Conversions to and from spaCy#

medkit can load spaCy documents with entities, attributes (custom extensions) and groups of spans, and convert documents back to spaCy easily.

In this example, we will show how to import spaCy documents into medkit and how to convert medkit documents into spaCy documents.

We use some spaCy concepts, more information can be found in the official spacy documentation.

Note

For this example, you should download the French spaCy model.

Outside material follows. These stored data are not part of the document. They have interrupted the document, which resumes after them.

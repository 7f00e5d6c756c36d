//! Offline training pipeline
//!
//! The batch job end to end: load → stratified split → fit transform →
//! grid search → evaluate → package. Errors anywhere are fatal to the run;
//! the artifact is only written after every prior stage has succeeded.

use crate::artifact::PricePipeline;
use crate::data::{feature_matrix, load_csv, target_vector, StratifiedShuffleSplit};
use crate::error::Result;
use crate::evaluation::{cv_rmse, holdout_rmse};
use crate::preprocessing::Preprocessor;
use crate::schema;
use crate::training::cross_validation::CvScores;
use crate::training::grid_search::{ForestParams, GridSearch, ParamGrid};
use crate::training::metrics::RegressionMetrics;
use std::path::PathBuf;
use tracing::info;

/// Configuration for one training run.
#[derive(Debug, Clone)]
pub struct TrainOptions {
    pub data_path: PathBuf,
    pub artifact_path: PathBuf,
    /// Low-cardinality column used to balance the split.
    pub stratify_column: String,
    pub test_fraction: f64,
    /// Folds for grid-search cross-validation.
    pub cv_folds: usize,
    /// Folds for the secondary CV RMSE estimate.
    pub eval_cv_folds: usize,
    pub seed: u64,
    pub grid: ParamGrid,
}

impl TrainOptions {
    pub fn new(data_path: PathBuf, artifact_path: PathBuf) -> Self {
        Self {
            data_path,
            artifact_path,
            stratify_column: "CHAS".to_string(),
            test_fraction: 0.2,
            cv_folds: 5,
            eval_cv_folds: 10,
            seed: 42,
            grid: ParamGrid::default(),
        }
    }
}

/// Diagnostics from a completed training run.
#[derive(Debug, Clone)]
pub struct TrainingReport {
    pub n_rows: usize,
    pub n_train: usize,
    pub n_test: usize,
    pub best_params: ForestParams,
    /// Winning cross-validated score (negative MSE).
    pub best_cv_score: f64,
    pub test_rmse: f64,
    pub train_rmse: f64,
    pub cv_rmse: CvScores,
    /// (feature name, importance), sorted descending.
    pub feature_importances: Vec<(String, f64)>,
}

/// Run the whole offline pipeline and write the artifact.
pub fn train_and_package(opts: &TrainOptions) -> Result<TrainingReport> {
    let feature_names = schema::feature_names();

    let df = load_csv(&opts.data_path)?;
    info!(
        rows = df.height(),
        cols = df.width(),
        path = %opts.data_path.display(),
        "dataset loaded"
    );

    let splitter = StratifiedShuffleSplit::new(opts.test_fraction, opts.seed)?;
    let (train_df, test_df) = splitter.split(&df, &opts.stratify_column)?;
    info!(
        train = train_df.height(),
        test = test_df.height(),
        stratify = %opts.stratify_column,
        "stratified split complete"
    );

    let x_train_raw = feature_matrix(&train_df, &feature_names)?;
    let y_train = target_vector(&train_df, schema::TARGET)?;
    let x_test_raw = feature_matrix(&test_df, &feature_names)?;
    let y_test = target_vector(&test_df, schema::TARGET)?;

    // Transform statistics come from the training split only; the test split
    // stays untouched until final evaluation.
    let mut preprocessor = Preprocessor::new();
    let x_train = preprocessor.fit_transform(&x_train_raw)?;
    info!(n_features = preprocessor.n_features(), "preprocessing fitted");

    let search = GridSearch::new(opts.grid.clone(), opts.cv_folds, opts.seed);
    let outcome = search.run(&x_train, &y_train)?;

    let test_rmse = holdout_rmse(&outcome.model, &preprocessor, &x_test_raw, &y_test)?;
    let train_predictions = outcome.model.predict(&x_train)?;
    let train_rmse = RegressionMetrics::compute(&y_train, &train_predictions).rmse;
    let cv = cv_rmse(
        &outcome.best_params,
        &x_train,
        &y_train,
        opts.eval_cv_folds,
        opts.seed,
    )?;
    info!(test_rmse, train_rmse, "evaluation complete");

    let mut feature_importances: Vec<(String, f64)> = outcome
        .model
        .feature_importances()
        .map(|imp| {
            feature_names
                .iter()
                .cloned()
                .zip(imp.iter().copied())
                .collect()
        })
        .unwrap_or_default();
    feature_importances
        .sort_by(|a, b| b.1.partial_cmp(&a.1).unwrap_or(std::cmp::Ordering::Equal));
    for (name, importance) in &feature_importances {
        info!(feature = %name, importance, "feature importance");
    }

    let pipeline = PricePipeline::new(preprocessor, outcome.model, feature_names)?;
    pipeline.save(&opts.artifact_path)?;

    Ok(TrainingReport {
        n_rows: df.height(),
        n_train: train_df.height(),
        n_test: test_df.height(),
        best_params: outcome.best_params,
        best_cv_score: outcome.best_score,
        test_rmse,
        train_rmse,
        cv_rmse: cv,
        feature_importances,
    })
}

You can download it using:

import spacy.cli
spacy.cli.download("fr_core_news_sm")

Consider the following spaCy document:

import spacy
from spacy.tokens import Span as SpacySpan

# Load French tokenizer, tagger, parser and NER
nlp = spacy.load("fr_core_news_sm")

# Create a spacy document 
text = """Parcours patient:
Marie habite à Brest. Elle a été transférée."""
spacy_doc = nlp(text)

#  Spacy adds entities, here we add a span 'SECTION' as an example
spacy_doc.spans["SECTION"] = [SpacySpan(spacy_doc, 0, 2, "header")]

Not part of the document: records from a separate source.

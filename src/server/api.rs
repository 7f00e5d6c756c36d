//! API route definitions

use std::sync::Arc;
use axum::{
    http::StatusCode,
    response::IntoResponse,
    routing::get,
    Json, Router,
};
use serde_json::json;
use tower_http::{
    cors::{Any, CorsLayer},
    trace::TraceLayer,
};

use super::{handlers, state::AppState};

async fn handle_404() -> impl IntoResponse {
    (
        StatusCode::NOT_FOUND,
        Json(json!({
            "error": "not found; use /predict or /health",
            "status": "error",
        })),
    )
}

/// Create the application router with the injected state.
pub fn create_router(state: Arc<AppState>) -> Router {
    let cors = CorsLayer::new()
        .allow_origin(Any)
        .allow_methods(Any)
        .allow_headers(Any);

    Router::new()
        .route("/", get(handlers::home))
        .route(
            "/predict",
            get(handlers::predict_usage).post(handlers::predict),
        )
        .route("/health", get(handlers::health))
        .fallback(handle_404)
        .with_state(state)
        .layer(cors)
        .layer(TraceLayer::new_for_http())
}
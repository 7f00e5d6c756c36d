//! Median imputation of missing values

use crate::error::{DomusError, Result};
use ndarray::Array2;
use serde::{Deserialize, Serialize};

/// Replaces `NaN` entries with the per-column median observed at fit time.
#[derive(Debug, Clone, Serialize, Deserialize)]
pub struct MedianImputer {
    medians: Vec<f64>,
    is_fitted: bool,
}

impl MedianImputer {
    pub fn new() -> Self {
        Self {
            medians: Vec::new(),
            is_fitted: false,
        }
    }

    /// Compute per-column medians, ignoring missing values.
    ///
    /// Fails with `EmptyColumn` when a column has no observed values at all
    /// (no median is definable).
    pub fn fit(&mut self, x: &Array2<f64>) -> Result<&mut Self> {
        self.medians = x
            .columns()
            .into_iter()
            .enumerate()
            .map(|(idx, col)| {
                let mut observed: Vec<f64> =
                    col.iter().copied().filter(|v| !v.is_nan()).collect();
                if observed.is_empty() {
                    return Err(DomusError::EmptyColumn(idx));
                }
                observed.sort_by(|a, b| a.partial_cmp(b).unwrap_or(std::cmp::Ordering::Equal));
                let mid = observed.len() / 2;
                let median = if observed.len() % 2 == 0 {
                    (observed[mid - 1] + observed[mid]) / 2.0
                } else {
                    observed[mid]
                };
                Ok(median)
            })
            .collect::<Result<Vec<_>>>()?;

        self.is_fitted = true;
        Ok(self)
    }

    /// Replace missing entries with the stored medians.
    pub fn transform(&self, x: &Array2<f64>) -> Result<Array2<f64>> {
        if !self.is_fitted {
            return Err(DomusError::NotFitted);
        }
        if x.ncols() != self.medians.len() {
            return Err(DomusError::Shape {
                expected: format!("{} columns", self.medians.len()),
                actual: format!("{} columns", x.ncols()),
            });
        }

        let mut result = x.clone();
        for (j, &median) in self.medians.iter().enumerate() {
            for value in result.column_mut(j) {
                if value.is_nan() {
                    *value = median;
                }
            }
        }
        Ok(result)
    }

    /// Per-column fitted medians.
    pub fn medians(&self) -> &[f64] {
        &self.medians
    }
}

impl Default for MedianImputer {
    fn default() -> Self {
        Self::new()
    }
}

# Adding a custom attribute
# We need to define the extension before setting its value on an entity. 
# Let's define an attribute called 'country'
if not SpacySpan.has_extension("country"):
  SpacySpan.set_extension("country", default=None)

# Now, we can set the country in the 'LOC' entity
for e in spacy_doc.ents:
  if e.label_ == 'LOC':
    e._.set("country", 'France')

Description of the spaCy document:

  • Entities

from spacy import displacy

displacy.render(spacy_doc, style="ent")
  • Spans

displacy.render(spacy_doc, style="span", options={"spans_key": "SECTION"})

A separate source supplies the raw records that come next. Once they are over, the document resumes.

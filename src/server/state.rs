//! Application state shared across handlers

use crate::artifact::PricePipeline;

/// The loaded pipeline, injected at startup.
///
/// Read-only for the process's lifetime; a reload requires a restart.
pub struct AppState {
    pub pipeline: PricePipeline,
}

impl AppState {
    pub fn new(pipeline: PricePipeline) -> Self {
        Self { pipeline }
    }
}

The spacy document has 2 entities and 1 span group called SECTION. The entity ‘LOC’ has 1 attribute called country.

Let’s see how to convert this spacy doc in a TextDocument with annotations.

Load a spaCy Doc into a list of TextDocuments#

The class SpacyInputConverter is in charge of converting spaCy Docs into a list of TextDocuments.

By default, it loads all entities, span groups and extension attributes for each SpacyDoc object, but you can use the entities, span_groups and attrs parameters to specify which items should be converted, based on their labels.

Tip

You can enable provenance tracing by assigning a ProvTracer object to the SpacyInputConverter with the set_prov_tracer method.

Note

Span groups in medkit

In spaCy, the spans are grouped with a key and each span can have its own label. To remain compatible, medkit uses the key as the span label and the spacy label is stored as name in its metadata.

from medkit.io.spacy import SpacyInputConverter

# Define default Input Converter 
spacy_input_converter = SpacyInputConverter()

# Load spacy doc into a list of documents
docs = spacy_input_converter.load([spacy_doc])
medkit_doc = docs[0]

Description of the resulting Text document

print(f"The medkit doc has {len(medkit_doc.anns)} annotations.")
print(f"The medkit doc has {len(medkit_doc.anns.get_entities())} entities.")
print(f"The medkit doc has {len(medkit_doc.anns.get_segments())} segment.")

What about ‘LOC’ entity?

entity = medkit_doc.anns.get(label="LOC")[0]
attributes = entity.attrs.get(label="country")
print(f"Entity label={entity.label}, Entity text={entity.text}")
print("Attributes loaded from spacy")
print(attributes)

Visualizing Medkit annotations

As explained in other tutorials, we can display medkit entities using displacy, a visualizer developed by spaCy.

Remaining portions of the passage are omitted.